大木是隔壁班級的學生,成績和慎吾不相上下,身高則和順幾乎持平。然而,大木一個月的閱讀數量,大概比順和慎吾兩人一年的閱讀量加在一起還要多得多。

過度閱讀的必然結果,是大木鼻梁上那副重度近視眼鏡。並且,大木貧乏的朋友圈中,並不包含順或慎吾。

“要怎麼接近他?”順說。

“不能用實力正麵突破嗎?”慎吾說。

“我們又沒有傳票,還是用老實點兒的方法吧。脫掉鞋子拿在手上怎麼樣?”

“也好,萬一發生什麼狀況還可以用鞋子痛毆對方。”

這也太危險了——如此判斷之後,順火速和城東警署取得聯係。

不湊巧的是,道雄和速水都不在署內。川添警部接了電話。

“我直接和他見麵問話吧。地點在哪兒?”川添警部如此說。

簡直像把拍攝家庭影視的任務拜托給史蒂文·斯皮爾伯格一樣——大材小用了。如此想著,順還是指定了地鐵站附近的一家麥當勞。

時間是周六放學後。

“這次的現代語讀書感想啊,輪到我公開自己的讀後感。野田老師太嚴格了,很難想到好點子。然後啊,佐伯同學告訴我,大木同學之前拿過滿分,可以向你請教該選哪本書。”

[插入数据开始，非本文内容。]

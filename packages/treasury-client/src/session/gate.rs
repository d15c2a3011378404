use std::sync::Arc;

use chrono::{DateTime, Utc};
use parking_lot::Mutex;
use tokio::sync::watch;
use tracing::{debug, info, warn};

use super::storage::*;
use super::{Identity, Role, Session, SessionStorage};
use crate::error::StorageError;
use crate::token;
use crate::types::TokenResponse;

/// Why the gate last went anonymous.
#[derive(Clone, Copy, Debug, PartialEq, Eq)]
pub enum SignOutReason {
    /// Explicit logout.
    UserRequested,
    /// The backend answered 401.
    Unauthorized,
    /// The token's `exp` claim passed (only when expiry is checked).
    Expired,
}

impl SignOutReason {
    pub fn message(&self) -> &'static str {
        match self {
            SignOutReason::UserRequested => "You have been signed out.",
            SignOutReason::Unauthorized | SignOutReason::Expired => {
                "Your session has expired. Please sign in again."
            }
        }
    }
}

/// Snapshot of the gate.
#[derive(Clone, Debug, PartialEq)]
pub enum AuthState {
    Anonymous { reason: Option<SignOutReason> },
    Authenticated(Session),
}

impl AuthState {
    pub fn session(&self) -> Option<&Session> {
        match self {
            AuthState::Authenticated(session) => Some(session),
            AuthState::Anonymous { .. } => None,
        }
    }

    pub fn is_authenticated(&self) -> bool {
        matches!(self, AuthState::Authenticated(_))
    }

    pub fn role(&self) -> Option<Role> {
        self.session().map(Session::role)
    }

    pub fn sign_out_reason(&self) -> Option<SignOutReason> {
        match self {
            AuthState::Anonymous { reason } => *reason,
            AuthState::Authenticated(_) => None,
        }
    }
}

/// Where a denied view sends the user.
#[derive(Clone, Copy, Debug, PartialEq, Eq)]
pub enum Redirect {
    Login,
    Home,
}

impl Redirect {
    pub fn path(&self) -> &'static str {
        match self {
            Redirect::Login => "/login",
            Redirect::Home => "/",
        }
    }
}

#[derive(Clone, Copy, Debug, PartialEq, Eq)]
pub enum Access {
    Allow,
    Deny(Redirect),
}

impl Access {
    pub fn is_allowed(&self) -> bool {
        matches!(self, Access::Allow)
    }
}

/// Route policy.
///
/// Anonymous is always denied (to the login view), even when no role is
/// required. A signed-in identity passes when no role is required, when its
/// role matches, or when it is the super admin; otherwise it is sent home.
pub fn authorize(session: Option<&Session>, required: Option<Role>) -> Access {
    let Some(session) = session else {
        return Access::Deny(Redirect::Login);
    };

    match required {
        None => Access::Allow,
        Some(role) if session.role() == role => Access::Allow,
        Some(_) if session.role().is_super_admin() => Access::Allow,
        Some(_) => Access::Deny(Redirect::Home),
    }
}

/// Single writer of the session; everything else reads snapshots.
///
/// Cheap to clone. Hand one to every consumer instead of reaching for a
/// global.
#[derive(Clone)]
pub struct SessionGate {
    inner: Arc<Inner>,
}

struct Inner {
    storage: Arc<dyn SessionStorage>,
    state: watch::Sender<AuthState>,
    // Held across each storage write and the publish that follows it.
    writes: Mutex<()>,
}

impl SessionGate {
    /// Create an anonymous gate over `storage`. Call [`SessionGate::restore`]
    /// to pick up a previous session.
    pub fn new(storage: impl SessionStorage + 'static) -> Self {
        Self::with_storage(Arc::new(storage))
    }

    pub fn with_storage(storage: Arc<dyn SessionStorage>) -> Self {
        let (state, _) = watch::channel(AuthState::Anonymous { reason: None });
        Self {
            inner: Arc::new(Inner {
                storage,
                state,
                writes: Mutex::new(()),
            }),
        }
    }

    /// Load the stored session, if any. No network call and no expiry check.
    ///
    /// A token without a readable identity restores as anonymous.
    pub fn restore(&self) -> Result<AuthState, StorageError> {
        let _writes = self.inner.writes.lock();
        let storage = &self.inner.storage;

        let state = match storage.get(ACCESS_TOKEN_KEY)? {
            Some(token) => match self.stored_identity()? {
                Some(identity) => {
                    let session = Session::new(token, identity)
                        .with_refresh_token(storage.get(REFRESH_TOKEN_KEY)?);
                    info!(
                        office = %session.office_name(),
                        role = %session.role(),
                        "Restored session"
                    );
                    AuthState::Authenticated(session)
                }
                None => {
                    warn!("Stored token has no readable identity, starting anonymous");
                    AuthState::Anonymous { reason: None }
                }
            },
            None => {
                debug!("No stored session");
                AuthState::Anonymous { reason: None }
            }
        };

        self.inner.state.send_replace(state.clone());
        Ok(state)
    }

    fn stored_identity(&self) -> Result<Option<Identity>, StorageError> {
        let storage = &self.inner.storage;

        if let Some(json) = storage.get(USER_KEY)? {
            match serde_json::from_str::<Identity>(&json) {
                Ok(identity) => return Ok(Some(identity)),
                Err(e) => warn!(error = %e, "Stored identity is corrupt"),
            }
        }

        // Older records only carry the individual keys.
        let (Some(office_name), Some(wallet_address), Some(role)) = (
            storage.get(OFFICE_NAME_KEY)?,
            storage.get(WALLET_ADDRESS_KEY)?,
            storage.get(USER_ROLE_KEY)?,
        ) else {
            return Ok(None);
        };
        let Ok(role) = role.parse::<Role>() else {
            return Ok(None);
        };
        let ministry_id = storage
            .get(MINISTRY_ID_KEY)?
            .and_then(|id| id.parse::<i64>().ok());

        Ok(Some(Identity {
            office_name,
            wallet_address,
            role,
            ministry_id,
        }))
    }

    /// Store a fresh session durably and in memory, then notify readers.
    pub fn login(&self, token: impl Into<String>, identity: Identity) -> Result<(), StorageError> {
        self.establish(Session::new(token, identity))
    }

    /// [`SessionGate::login`] from a `/token` response, keeping the refresh token.
    pub fn login_with_response(&self, response: &TokenResponse) -> Result<Session, StorageError> {
        let session = Session::new(response.access_token.clone(), response.identity())
            .with_refresh_token(response.refresh_token.clone());
        self.establish(session.clone())?;
        Ok(session)
    }

    fn establish(&self, session: Session) -> Result<(), StorageError> {
        let _writes = self.inner.writes.lock();
        let storage = &self.inner.storage;
        let identity = session.identity();

        storage.set(ACCESS_TOKEN_KEY, session.access_token())?;
        match session.refresh_token() {
            Some(refresh) => storage.set(REFRESH_TOKEN_KEY, refresh)?,
            None => storage.remove(REFRESH_TOKEN_KEY)?,
        }
        storage.set(USER_KEY, &serde_json::to_string(identity)?)?;
        storage.set(USER_ROLE_KEY, identity.role.as_str())?;
        storage.set(OFFICE_NAME_KEY, &identity.office_name)?;
        storage.set(WALLET_ADDRESS_KEY, &identity.wallet_address)?;
        match identity.ministry_id {
            Some(id) => storage.set(MINISTRY_ID_KEY, &id.to_string())?,
            None => storage.remove(MINISTRY_ID_KEY)?,
        }

        info!(office = %identity.office_name, role = %identity.role, "Signed in");
        self.inner
            .state
            .send_replace(AuthState::Authenticated(session));
        Ok(())
    }

    /// Sign out and return where to go next (always the login view).
    pub fn logout(&self) -> Result<Redirect, StorageError> {
        self.sign_out(SignOutReason::UserRequested)
    }

    /// Forced sign-out after the backend rejected the token.
    pub fn expire(&self) -> Result<Redirect, StorageError> {
        self.sign_out(SignOutReason::Unauthorized)
    }

    /// Forced sign-out after the backend rejected `token`. Returns `None`
    /// and keeps the current session when `token` is no longer the one held.
    pub fn expire_token(&self, token: &str) -> Result<Option<Redirect>, StorageError> {
        let _writes = self.inner.writes.lock();
        if self.access_token().as_deref() != Some(token) {
            debug!("Rejected token was already replaced");
            return Ok(None);
        }
        self.clear_and_publish(SignOutReason::Unauthorized).map(Some)
    }

    /// Explicit expiry check against the token's `exp` claim. Signs out and
    /// returns `true` when the token is expired or unreadable.
    pub fn check_expiry(&self, now: DateTime<Utc>) -> Result<bool, StorageError> {
        let Some(token) = self.access_token() else {
            return Ok(false);
        };
        if !token::is_expired(&token, now) {
            return Ok(false);
        }
        self.sign_out(SignOutReason::Expired)?;
        Ok(true)
    }

    fn sign_out(&self, reason: SignOutReason) -> Result<Redirect, StorageError> {
        let _writes = self.inner.writes.lock();
        self.clear_and_publish(reason)
    }

    /// Readers only see the anonymous state once storage is clear; on a
    /// storage failure the session stays signed in.
    fn clear_and_publish(&self, reason: SignOutReason) -> Result<Redirect, StorageError> {
        self.inner.storage.clear_session()?;
        let previous = self
            .inner
            .state
            .send_replace(AuthState::Anonymous { reason: Some(reason) });
        if let Some(session) = previous.session() {
            info!(office = %session.office_name(), ?reason, "Signed out");
        }
        Ok(Redirect::Login)
    }

    pub fn authorize(&self, required: Option<Role>) -> Access {
        authorize(self.inner.state.borrow().session(), required)
    }

    pub fn state(&self) -> AuthState {
        self.inner.state.borrow().clone()
    }

    pub fn current(&self) -> Option<Session> {
        self.inner.state.borrow().session().cloned()
    }

    pub fn is_authenticated(&self) -> bool {
        self.inner.state.borrow().is_authenticated()
    }

    pub fn role(&self) -> Option<Role> {
        self.inner.state.borrow().role()
    }

    pub fn access_token(&self) -> Option<String> {
        self.inner
            .state
            .borrow()
            .session()
            .map(|s| s.access_token().to_string())
    }

    /// Post-login destination for the current identity.
    pub fn landing_path(&self) -> &'static str {
        self.role()
            .map(|role| role.landing_path())
            .unwrap_or(Redirect::Login.path())
    }

    /// Receive every state change from now on.
    pub fn subscribe(&self) -> watch::Receiver<AuthState> {
        self.inner.state.subscribe()
    }
}

#[cfg(test)]
mod tests {
    use super::*;

    fn session(role: Role) -> Session {
        Session::new(
            "token",
            Identity {
                office_name: "Office".into(),
                wallet_address: "0x1".into(),
                role,
                ministry_id: None,
            },
        )
    }

    #[test]
    fn anonymous_is_always_denied() {
        assert_eq!(authorize(None, None), Access::Deny(Redirect::Login));
        for role in Role::variants() {
            assert_eq!(authorize(None, Some(*role)), Access::Deny(Redirect::Login));
        }
    }

    #[test]
    fn no_required_role_allows_any_identity() {
        for role in Role::variants() {
            assert!(authorize(Some(&session(*role)), None).is_allowed());
        }
    }

    #[test]
    fn super_admin_passes_every_check() {
        let admin = session(Role::SuperAdmin);
        for role in Role::variants() {
            assert!(authorize(Some(&admin), Some(*role)).is_allowed());
        }
    }

    #[test]
    fn mismatched_role_goes_home() {
        assert_eq!(
            authorize(Some(&session(Role::Citizen)), Some(Role::MinistryAdmin)),
            Access::Deny(Redirect::Home)
        );
        assert_eq!(
            authorize(Some(&session(Role::MinistryAdmin)), Some(Role::SuperAdmin)),
            Access::Deny(Redirect::Home)
        );
        assert_eq!(
            authorize(Some(&session(Role::MinistryOfficer)), Some(Role::MinistryAdmin)),
            Access::Deny(Redirect::Home)
        );
    }
}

佐伯同學是大木毅最好的朋友之一。順亮出了佐伯的名號,再甩出“請你吃麥當勞”的誘惑,成功將毅引誘出來。

一踏進快餐店,就看到川添警部和一臉緊張的慎吾正坐在靠窗的位置。順走到內側的包廂位置,毅則用不徐不緩的口吻說道:

“野田老師喜歡能夠打動人心的作品,選擇《高瀨舟》效果會比較好。”

“話說回來,你用複印機傳送過連鎖信對吧?”

毅含著奶昔的吸管愣住了。

“而且,你還用和連鎖信相同的字體寫了匿名信,塞到我家信箱裏。”

毅的喉結上下滾動著。順微微一笑。

“很抱歉威脅了你。但這很重要,也絕對不會給大木同學增加麻煩。應該說,我們需要你的協助。”

“協助?”

配合著順的頷首,警部和慎吾站起身朝他們走來。

毅的個性絕對算不上固執,連保持沉默的權利都沒有行使。

“那家的謠言傳得很廣,我很在意到底會怎麼樣。然後,後藤同學家門口發生爭吵,我發現是那家人在大吼大叫……”

談話時,毅將眼鏡摘了下來,讓他的眼睛看上去頓時小了不少。他看上去筋疲力盡,一副快要哭出來的表情。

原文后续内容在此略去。